La consommation de pornographie aux États-Unis a continué à augmenter au cours de la dernière décennie, en particulier chez les jeunes qui sont plus tôt que jamais exposés à des images explicites. La plupart des répondants à un récent sondage ne considèrent cependant pas la pornographie comme une mauvaise chose pour la société, et de nombreux chrétiens disent qu’ils ne sont pas inquiets de ses effets.
C’est ce qui ressort d’un rapport publié l’automne dernier par l’organisme de recherche évangélique Barna Group et Pure Desire, un ministère pour les personnes dépendantes de la pornographie.
Les chercheurs ont constaté que 61 % des États-Uniens déclarent regarder de la pornographie au moins occasionnellement, contre 55 % dans l’enquête 2015 de Barna sur le sujet. Dans cette consommation, les femmes sont également plus nombreuses que par le passé (44 % contre 39 % il y a neuf ans).
Dans l’Église, les pasteurs sont aussi plus nombreux à faire état d’antécédents personnels de consommation de pornographie (67 % contre 57 % il y a neuf ans). Près d’un pasteur sur cinq affirme aussi être actuellement en lutte face à la pornographie. Et parmi les chrétiens déclarant avoir assisté à des cultes au cours du mois écoulé, plus de la moitié disent regarder de la pornographie au moins occasionnellement.

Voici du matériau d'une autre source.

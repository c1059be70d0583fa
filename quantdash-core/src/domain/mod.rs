//! Domain types for QuantDash: candles plus the DTOs mirrored from the backend API.

pub mod alert;
pub mod backtest;
pub mod candle;
pub mod model;
pub mod prompt;
pub mod quote;
pub mod watchlist;

pub use alert::{DataQualityAlert, Severity};
pub use backtest::{
    Backtest, BacktestConfig, BacktestStatus, CreateBacktestRequest, CreateOptimizationRequest,
    Optimization, OptimizationObjective, ParameterRange, PerformanceMetrics,
};
pub use candle::Candle;
pub use model::{MlModel, ModelMetrics, ModelStatus, TrainModelRequest};
pub use prompt::{
    PromptAction, PromptEvaluation, PromptStatus, PromptTemplate, ReviewDecision, RiskLevel,
    RiskMetadata, TransitionError,
};
pub use quote::{CryptoPrice, Quote};
pub use watchlist::{Watchlist, WatchlistRequest};

/// Symbol type alias
pub type Symbol = String;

« La consommation de pornographie n’est plus limitée à un groupe démographique ou à une sous-culture spécifique », indique le rapport. « Elle touche toutes les couches de la société (des jeunes aux personnes âgées), sans distinction de sexe, de statut social ou de croyances religieuses. »
Ces nouvelles données s’inscrivent dans la lignée d’autres travaux montrant une augmentation spectaculaire de la quantité de pornographie en ligne créée et consommée au cours des dernières années.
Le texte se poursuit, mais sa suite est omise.